# Planex



## Bazooka-Joe (Dec 31, 2010)

is festool sander Vacuum worth using does it help sand surface better


----------



## embella plaster (Sep 21, 2013)

I used a festool once and i gota say it seemed to be less rough it sucks to wall aswell like you must hold the arm but it sucks to it i dont know how but it did seem to do a better job heavy as hell but i would rather my porter cable any day


----------



## Aussiecontractor (Oct 6, 2014)

I like the new festool sander vacs especially the container and how it breaks down into smaller pieces I make mine small as I can 


Sent from my iPad using Tapatalk


----------



## D A Drywall (May 4, 2013)

The Ct36 vacuum has a lot more suction than a regular vac. It will also follow you around much better because of the wheel design. And the cord is so long that you usually don't need an extension cord. And it all wraps up nice on the machine. 
But I think my favorite thing is that you plug the sander power cord into an outlet on the vac and when you turn off the sander the vac turns itself off. 
With my Porter Cable I always had a mess of power cords to untangle or at least roll back up. The ct36 makes going from room to room much easier and quicker.


----------



## 37chambers (Oct 5, 2013)

D A Drywall said:


> The Ct36 vacuum has a lot more suction than a regular vac. It will also follow you around much better because of the wheel design. And the cord is so long that you usually don't need an extension cord. And it all wraps up nice on the machine.
> But I think my favorite thing is that you plug the sander power cord into an outlet on the vac and when you turn off the sander the vac turns itself off.
> With my Porter Cable I always had a mess of power cords to untangle or at least roll back up. The ct36 makes going from room to room much easier and quicker.
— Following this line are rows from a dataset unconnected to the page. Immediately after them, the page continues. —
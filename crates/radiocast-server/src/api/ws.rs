//! WebSocket listener feed.
//!
//! A listener authenticates with its API key, is registered as a
//! client, and receives every released call its scope admits as a JSON
//! frame. The bounded channel between the registry and this pump is
//! where backpressure turns into dropped calls; the socket itself never
//! blocks the fan-out. Registration state is purely in-memory, so
//! listeners simply reconnect after a server restart.

use std::sync::Arc;

use axum::extract::ws::{Message, WebSocket, WebSocketUpgrade};
use axum::extract::{Query, State};
use axum::http::StatusCode;
use axum::response::{IntoResponse, Response};
use tokio::sync::mpsc;
use tracing::{debug, warn};

use radiocast_core::call::Call;

use crate::clients::Client;

use super::payload::CallJson;
use super::routes::{scope_for_key, AppState, KeyParams};

/// Handler for `GET /api/listen`, upgrading to the listener feed.
pub(super) async fn listen(
    ws: WebSocketUpgrade,
    Query(params): Query<KeyParams>,
    State(state): State<AppState>,
) -> Response {
    let Some((user, scope)) = scope_for_key(&state.controller, &params.key) else {
        return StatusCode::UNAUTHORIZED.into_response();
    };

    ws.on_upgrade(move |socket| async move {
        let capacity = state.controller.config.server.client_channel_capacity;
        let (client, rx) = Client::new(Some(user), scope, capacity);
        state.controller.clients.register(Arc::clone(&client)).await;

        pump(socket, rx).await;

        state.controller.clients.unregister(client.id).await;
        debug!(client_id = %client.id, "listener disconnected");
    })
}

/// Forward released calls to the socket until either side goes away.
async fn pump(mut socket: WebSocket, mut rx: mpsc::Receiver<Arc<Call>>) {
    loop {
        tokio::select! {
            maybe_call = rx.recv() => {
                let Some(call) = maybe_call else { break };
                let frame = CallJson::from_call(&call);
                let text = match serde_json::to_string(&frame) {
                    Ok(text) => text,
                    Err(e) => {
                        warn!(call_id = call.id, error = %e, "failed to encode call frame");
                        continue;
                    }
                };
                if socket.send(Message::Text(text.into())).await.is_err() {
                    debug!(call_id = call.id, "listener socket closed during send");
                    break;
                }
            }
            incoming = socket.recv() => {
                match incoming {
                    Some(Ok(Message::Close(_))) | Some(Err(_)) | None => break,
                    // Listeners are receive-only; ignore anything else.
                    Some(Ok(_)) => {}
                }
            }
        }
    }
}
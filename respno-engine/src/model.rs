//! Stored document shapes
//!
//! Both collections are JSON documents owned by other parts of the system.
//! Only the fields this crate reads or writes are typed; everything else
//! rides along in `extra` and is written back verbatim.

use serde::{Deserialize, Serialize};
use serde_json::{Map, Value};

/// Respno held by a freshly appended transcript until sequencing runs
pub const PENDING_RESPNO: &str = "TEMP";

/// One uploaded interview transcript
#[derive(Debug, Clone, PartialEq, Serialize, Deserialize)]
#[serde(rename_all = "camelCase")]
pub struct Transcript {
    /// Opaque id, assigned once at creation
    pub id: String,

    /// Derived chronological identifier, recomputed on every sequencing run
    #[serde(default)]
    pub respno: String,

    /// Omitted from the stored record while unset
    #[serde(default, skip_serializing_if = "Option::is_none")]
    pub interview_date: Option<String>,

    #[serde(default, skip_serializing_if = "Option::is_none")]
    pub interview_time: Option<String>,

    /// Filename, sizes, cleaned flag, upload timestamps, ...
    #[serde(flatten)]
    pub extra: Map<String, Value>,
}

impl Transcript {
    /// Create a transcript with a pending respno and no schedule
    pub fn new(id: impl Into<String>) -> Self {
        Self {
            id: id.into(),
            respno: PENDING_RESPNO.to_string(),
            interview_date: None,
            interview_time: None,
            extra: Map::new(),
        }
    }

    /// Builder-style date setter
    pub fn with_date(mut self, date: impl Into<String>) -> Self {
        self.interview_date = Some(date.into());
        self
    }

    /// Builder-style time setter
    pub fn with_time(mut self, time: impl Into<String>) -> Self {
        self.interview_time = Some(time.into());
        self
    }

    /// Builder-style setter for a pass-through field
    pub fn with_field(mut self, key: impl Into<String>, value: Value) -> Self {
        self.extra.insert(key.into(), value);
        self
    }
}

/// Caller input for the create operation
#[derive(Debug, Clone, Default)]
pub struct NewTranscript {
    /// Plain text extracted upstream; scanned for an interview date/time
    pub text: String,

    /// Explicit date, overrides whatever the text yields
    pub interview_date: Option<String>,

    /// Explicit time, overrides whatever the text yields
    pub interview_time: Option<String>,

    /// Pass-through fields stored on the record (filename, size, ...)
    pub fields: Map<String, Value>,
}

/// Coded analysis for a project
///
/// `data` maps sheet name to an array of row objects. It is kept as a raw
/// value so that malformed documents still load; the reconciler validates
/// shape per document and skips the ones it cannot handle.
///
/// An entry whose top-level fields do not even deserialize (a numeric `id`,
/// a `null` in the array) is carried as an unreadable document: see
/// [`AnalysisDocument::from_value`].
#[derive(Debug, Clone, PartialEq, Serialize, Deserialize)]
#[serde(rename_all = "camelCase")]
pub struct AnalysisDocument {
    #[serde(default, skip_serializing_if = "Option::is_none")]
    pub id: Option<String>,

    #[serde(default, skip_serializing_if = "Option::is_none")]
    pub project_id: Option<String>,

    #[serde(default, skip_serializing_if = "Option::is_none")]
    pub data: Option<Value>,

    /// `context[sheet][respno]` notes
    #[serde(default, skip_serializing_if = "Option::is_none")]
    pub context: Option<Value>,

    /// `quotes[respno]` (or `quotes[sheet][respno]`) verbatim quotes
    #[serde(default, skip_serializing_if = "Option::is_none")]
    pub quotes: Option<Value>,

    #[serde(flatten)]
    pub extra: Map<String, Value>,

    /// Set when the stored entry could not be read
    #[serde(skip)]
    pub unreadable: Option<UnreadableEntry>,
}

/// A stored analysis entry kept exactly as it was found
#[derive(Debug, Clone, PartialEq)]
pub struct UnreadableEntry {
    pub raw: Value,
    pub error: String,
}

impl AnalysisDocument {
    /// Empty document for a project
    pub fn new(project_id: impl Into<String>) -> Self {
        Self {
            id: None,
            project_id: Some(project_id.into()),
            data: Some(Value::Object(Map::new())),
            context: None,
            quotes: None,
            extra: Map::new(),
            unreadable: None,
        }
    }

    /// Read one stored entry
    ///
    /// Never fails. An entry that does not deserialize becomes an unreadable
    /// document holding the raw value; its `id` and `projectId` are still
    /// picked out when present so the entry can be attributed and reported.
    pub fn from_value(raw: Value) -> Self {
        match serde_json::from_value::<AnalysisDocument>(raw.clone()) {
            Ok(doc) => doc,
            Err(e) => Self {
                id: raw.get("id").map(|id| match id {
                    Value::String(s) => s.clone(),
                    other => other.to_string(),
                }),
                project_id: raw
                    .get("projectId")
                    .and_then(Value::as_str)
                    .map(str::to_string),
                data: None,
                context: None,
                quotes: None,
                extra: Map::new(),
                unreadable: Some(UnreadableEntry {
                    raw,
                    error: e.to_string(),
                }),
            },
        }
    }

    /// Stored form of the document; unreadable entries come back unchanged
    pub fn to_value(&self) -> serde_json::Result<Value> {
        match &self.unreadable {
            Some(entry) => Ok(entry.raw.clone()),
            None => serde_json::to_value(self),
        }
    }

    /// True when the document carries this project's id
    pub fn belongs_to(&self, project_id: &str) -> bool {
        self.project_id.as_deref() == Some(project_id)
    }

    /// Label used in logs and skip reports
    pub fn label(&self) -> String {
        self.id.clone().unwrap_or_else(|| "<unnamed>".to_string())
    }

    /// Rows of a sheet, when the document is well formed
    pub fn sheet(&self, name: &str) -> Option<&Vec<Value>> {
        self.data.as_ref()?.get(name)?.as_array()
    }
}
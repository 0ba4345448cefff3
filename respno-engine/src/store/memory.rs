//! In-memory stores for tests and embedding
//!
//! Both stores can be told to fail their next saves, which is how the
//! failure paths of the orchestrator are exercised.

use super::{AnalysisStore, TranscriptStore};
use crate::model::{AnalysisDocument, Transcript};
use async_trait::async_trait;
use respno_common::{Error, Result};
use std::collections::HashMap;
use std::sync::atomic::{AtomicBool, AtomicUsize, Ordering};
use tokio::sync::RwLock;

#[derive(Default)]
pub struct MemoryTranscriptStore {
    projects: RwLock<HashMap<String, Vec<Transcript>>>,
    fail_saves: AtomicBool,
    saves: AtomicUsize,
}

impl MemoryTranscriptStore {
    pub fn new() -> Self {
        Self::default()
    }

    /// Store pre-populated with one project
    pub fn with_project(project_id: impl Into<String>, transcripts: Vec<Transcript>) -> Self {
        let mut projects = HashMap::new();
        projects.insert(project_id.into(), transcripts);
        Self {
            projects: RwLock::new(projects),
            ..Self::default()
        }
    }

    /// Make every following save fail until reset
    pub fn set_fail_saves(&self, fail: bool) {
        self.fail_saves.store(fail, Ordering::SeqCst);
    }

    /// Number of successful saves
    pub fn save_count(&self) -> usize {
        self.saves.load(Ordering::SeqCst)
    }
}

#[async_trait]
impl TranscriptStore for MemoryTranscriptStore {
    async fn load(&self, project_id: &str) -> Result<Vec<Transcript>> {
        Ok(self
            .projects
            .read()
            .await
            .get(project_id)
            .cloned()
            .unwrap_or_default())
    }

    async fn save(&self, project_id: &str, transcripts: &[Transcript]) -> Result<()> {
        if self.fail_saves.load(Ordering::SeqCst) {
            return Err(Error::Internal("transcript store unavailable".to_string()));
        }
        self.projects
            .write()
            .await
            .insert(project_id.to_string(), transcripts.to_vec());
        self.saves.fetch_add(1, Ordering::SeqCst);
        Ok(())
    }
}

#[derive(Default)]
pub struct MemoryAnalysisStore {
    documents: RwLock<Vec<AnalysisDocument>>,
    fail_saves: AtomicBool,
    saves: AtomicUsize,
}

impl MemoryAnalysisStore {
    pub fn new() -> Self {
        Self::default()
    }

    pub fn with_documents(documents: Vec<AnalysisDocument>) -> Self {
        Self {
            documents: RwLock::new(documents),
            ..Self::default()
        }
    }

    pub fn set_fail_saves(&self, fail: bool) {
        self.fail_saves.store(fail, Ordering::SeqCst);
    }

    pub fn save_count(&self) -> usize {
        self.saves.load(Ordering::SeqCst)
    }
}

#[async_trait]
impl AnalysisStore for MemoryAnalysisStore {
    async fn load_all(&self) -> Result<Vec<AnalysisDocument>> {
        Ok(self.documents.read().await.clone())
    }

    async fn save(&self, documents: &[AnalysisDocument]) -> Result<()> {
        if self.fail_saves.load(Ordering::SeqCst) {
            return Err(Error::Internal("analysis store unavailable".to_string()));
        }
        *self.documents.write().await = documents.to_vec();
        self.saves.fetch_add(1, Ordering::SeqCst);
        Ok(())
    }
}
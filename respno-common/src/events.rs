//! Mutation event definitions and the in-process event bus
//!
//! Every transcript mutation walks a fixed state sequence. Transitions are
//! published on the [`EventBus`] so that an embedding service can forward
//! them (SSE, audit log) without the engine knowing about the transport.

use chrono::{DateTime, Utc};
use serde::{Deserialize, Serialize};
use tokio::sync::broadcast;
use uuid::Uuid;

/// Entry operation that started a mutation run
#[derive(Debug, Clone, Copy, PartialEq, Eq, Serialize, Deserialize)]
#[serde(rename_all = "snake_case")]
pub enum MutationKind {
    /// New transcript uploaded
    Create,
    /// Transcript removed
    Delete,
    /// Interview date/time edited
    EditSchedule,
    /// Repair run with no mutation
    Resequence,
    /// Explicit orphan-row cleanup
    PruneOrphans,
}

impl std::fmt::Display for MutationKind {
    fn fmt(&self, f: &mut std::fmt::Formatter<'_>) -> std::fmt::Result {
        let name = match self {
            MutationKind::Create => "create",
            MutationKind::Delete => "delete",
            MutationKind::EditSchedule => "edit_schedule",
            MutationKind::Resequence => "resequence",
            MutationKind::PruneOrphans => "prune_orphans",
        };
        f.write_str(name)
    }
}

/// Mutation run state
///
/// RECEIVED → VALIDATED → OLD_ORDER_CAPTURED → NEW_ORDER_COMPUTED →
/// TRANSCRIPTS_PERSISTED → ANALYSES_RECONCILED → ANALYSES_PERSISTED → DONE,
/// with FAILED reachable from any non-terminal state.
#[derive(Debug, Clone, Copy, PartialEq, Eq, PartialOrd, Ord, Serialize, Deserialize)]
#[serde(rename_all = "SCREAMING_SNAKE_CASE")]
pub enum MutationState {
    Received,
    Validated,
    OldOrderCaptured,
    NewOrderComputed,
    TranscriptsPersisted,
    AnalysesReconciled,
    AnalysesPersisted,
    Done,
    Failed,
}

impl MutationState {
    /// Check if state is terminal (finished)
    pub fn is_terminal(self) -> bool {
        matches!(self, MutationState::Done | MutationState::Failed)
    }

    /// Transitions only move forward; FAILED is reachable from anywhere non-terminal
    ///
    /// Forward skips are allowed (a cleanup run never persists transcripts).
    pub fn can_transition_to(self, next: MutationState) -> bool {
        if self.is_terminal() {
            return false;
        }
        next == MutationState::Failed || next > self
    }
}

impl std::fmt::Display for MutationState {
    fn fmt(&self, f: &mut std::fmt::Formatter<'_>) -> std::fmt::Result {
        let name = match self {
            MutationState::Received => "RECEIVED",
            MutationState::Validated => "VALIDATED",
            MutationState::OldOrderCaptured => "OLD_ORDER_CAPTURED",
            MutationState::NewOrderComputed => "NEW_ORDER_COMPUTED",
            MutationState::TranscriptsPersisted => "TRANSCRIPTS_PERSISTED",
            MutationState::AnalysesReconciled => "ANALYSES_RECONCILED",
            MutationState::AnalysesPersisted => "ANALYSES_PERSISTED",
            MutationState::Done => "DONE",
            MutationState::Failed => "FAILED",
        };
        f.write_str(name)
    }
}

/// Events published while a mutation runs
#[derive(Debug, Clone, Serialize, Deserialize)]
#[serde(tag = "type")]
pub enum MutationEvent {
    /// A run moved to a new state
    StateChanged {
        run_id: Uuid,
        kind: MutationKind,
        project_id: String,
        old_state: MutationState,
        new_state: MutationState,
        timestamp: DateTime<Utc>,
    },

    /// An analysis document could not be reconciled and was left as-is
    DocumentSkipped {
        run_id: Uuid,
        project_id: String,
        document_id: Option<String>,
        reason: String,
        timestamp: DateTime<Utc>,
    },

    /// A run reached DONE
    Completed {
        run_id: Uuid,
        kind: MutationKind,
        project_id: String,
        respondents: usize,
        timestamp: DateTime<Utc>,
    },
}

/// Central event distribution bus
///
/// Wraps `tokio::sync::broadcast`: publishing never blocks and slow
/// subscribers observe `Lagged` instead of stalling the producer.
#[derive(Clone)]
pub struct EventBus {
    tx: broadcast::Sender<MutationEvent>,
    capacity: usize,
}

impl EventBus {
    /// Creates a new EventBus with specified channel capacity
    pub fn new(capacity: usize) -> Self {
        let (tx, _) = broadcast::channel(capacity);
        Self { tx, capacity }
    }

    /// Subscribe to all future events
    pub fn subscribe(&self) -> broadcast::Receiver<MutationEvent> {
        self.tx.subscribe()
    }

    /// Emit an event to all subscribers
    ///
    /// Returns `Err` if no subscribers are listening.
    #[allow(clippy::result_large_err)]
    pub fn emit(
        &self,
        event: MutationEvent,
    ) -> Result<usize, broadcast::error::SendError<MutationEvent>> {
        self.tx.send(event)
    }

    /// Emit an event, ignoring if no subscribers are listening
    pub fn emit_lossy(&self, event: MutationEvent) {
        let _ = self.tx.send(event);
    }

    /// Get the current number of active subscribers
    pub fn subscriber_count(&self) -> usize {
        self.tx.receiver_count()
    }

    /// Get the configured channel capacity
    pub fn capacity(&self) -> usize {
        self.capacity
    }
}

impl Default for EventBus {
    fn default() -> Self {
        Self::new(100)
    }
}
Exactly. The sander and Vac work together as a unit and do it well. Sure a different vacuum will work however that Festool vac will go ALL DAY sucking drywall dust or texture removal with out issue. I gave 1 a hard work out last year. Empty the bag when its full and back to sanding. Clean filter once or twice a day. Any other shop vac that is going to suck that much dust and keep running is going to be expensive anyway so may as well buy the Festool. A Home depot Rigid for $350 wont cut it. You will spend more time cleaning filters than sanding. Making pole sanding faster. The main point to the Festool is speed and the vacuum is half of it.


----------